= Wired for Books =

Web site hosting audio files

Wired for Books was an online educational project of the WOUB Center for Public Media at Ohio University in Athens, Ohio. Created and produced by David Kurz, and launched on May 25, 1997, the website featured author interviews, dramatic audio productions of classic literature, poetry readings, short stories, lectures, essays, and children's literature.

Nearly 700 uncut audio author interviews conducted by Don Swaim for his Book Beat show on CBS Radio were available at Wired for Books in their entirety. Original unabridged audio productions of Alice's Adventures in Wonderland, A Christmas Carol, Macbeth, and The Wonderful Wizard of Oz could be found at Wired for Books in RealAudio streaming media as well as some downloadable MP3 files. Essayists, fiction writers, and poets read their works, often with commentary. Kids' Corner, the children's section of Wired for Books, featured the stories of Beatrix Potter and other classic stories for children.

==Reception==
In 1999, the website was awarded the Streamers WebSage Award from RealNetworks for the best educational use of streaming media. In 2004, Education World rated Wired for Books an A+. In 2006, Wired for Books was chosen by the National Endowment for the Humanities as one of the best online sites for education in the humanities, and eTech Ohio presented the 2006 Program of the Year Award to Wired for Books as part of the Ohio Public Broadcasting Awards for Radio.

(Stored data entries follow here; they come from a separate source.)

//! Paramsync Dispatch - parameter changes handed safely between threads
//!
//! Any thread may request a parameter change; the change is applied on the
//! thread class it names and every observer hears about it on its own
//! thread class. The real-time side never blocks: it drains its queue once
//! per processing cycle and gives up immediately if the queue is contended.
//!
//! # Flow of one change
//!
//! 1. A setter on [`ConcurrentParameterSet`] builds a [`ChangeRecord`] and
//!    queues it on the real-time or the background lane.
//! 2. That lane's [`Dispatcher`] applies the value and notifies observers of
//!    the same priority, skipping the sender.
//! 3. The record moves to the other lane, which notifies its observers.
//!
//! The background lane is drained by a [`BackgroundWorker`] thread owned by
//! the set. The real-time lane is drained by whoever calls
//! [`ConcurrentParameterSet::process_realtime_events`].
//!
//! # Example
//!
//! ```rust
//! use paramsync_core::{Parameter, Priority};
//! use paramsync_dispatch::ConcurrentParameterSet;
//!
//! let mut params = ConcurrentParameterSet::new().unwrap();
//! let bypass = params.add(Parameter::boolean("Bypass", false)).unwrap();
//!
//! assert!(params.set_bool(&bypass, true, Priority::Realtime, None));
//! assert!(!bypass.as_bool());
//!
//! // Inside the audio callback:
//! params.process_realtime_events();
//! assert!(bypass.as_bool());
//! ```
//!
//! # Errors
//!
//! Only construction and configuration return errors ([`SchedulerError`]).
//! Scheduling reports a dropped change with `false`; draining and
//! notification never fail.

pub mod concurrent_set;
pub mod config;
pub mod dispatcher;
pub mod error;
pub mod queue;
pub mod record;
pub mod scheduler;
pub mod worker;

pub use concurrent_set::ConcurrentParameterSet;
pub use config::SchedulerConfig;
pub use dispatcher::Dispatcher;
pub use error::SchedulerError;
pub use queue::EventQueue;
pub use record::ChangeRecord;
pub use scheduler::Scheduler;
pub use worker::BackgroundWorker;
//! Paramsync Core - named, typed parameters shared across threads
//!
//! This crate provides the parameter layer that the dispatch crate
//! (`paramsync-dispatch`) schedules changes against. It has no threads of
//! its own; every type here is safe to share, and all value storage is
//! lock-free so the real-time thread can read and apply without blocking.
//!
//! # Core Abstractions
//!
//! - [`ParamDescriptor`] - Range, unit and normalization curve
//! - [`Parameter`] - Atomic value storage plus observer list
//! - [`Payload`] - Tagged new value carried by a scheduled change
//! - [`ParameterObserver`] / [`Priority`] - Change callbacks per thread class
//! - [`ParameterSet`] / [`Target`] - Name- and index-addressable collection
//!
//! # Example
//!
//! ```rust
//! use paramsync_core::{Parameter, ParameterSet, Payload};
//!
//! let mut set = ParameterSet::new();
//! let cutoff = set.add(Parameter::frequency("Cutoff", 20.0, 20000.0, 1000.0)).unwrap();
//!
//! cutoff.apply(&Payload::Plain(440.0));
//! assert_eq!(set.get("cutoff").unwrap().value(), 440.0);
//! ```

pub mod error;
pub mod observer;
pub mod param_info;
pub mod parameter;
pub mod set;
pub mod value;

pub use error::ParamError;
pub use observer::{ObserverRef, ParameterObserver, Priority, same_observer};
pub use param_info::{ParamDescriptor, ParamFlags, ParamScale, ParamUnit, lookup_key};
pub use parameter::{ParamKind, Parameter};
pub use set::{ParameterLookup, ParameterSet, Target};
pub use value::Payload;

On November 20, 2007, Wired for Books was featured in PC Magazines "Best of the Internet" column. In June 2016, due to changes in staffing and resources for the management of wiredforbooks.org, the Don Swaim files were provided to Alden Library at Ohio University (where the original master tapes are held) - and the website went dark. The URL was sold to an unrelated organization. At about that time, many of these interviews have been posted on the Ohio University digital collection website for free downloading from the public and are listed as the "Don Swaim Collection."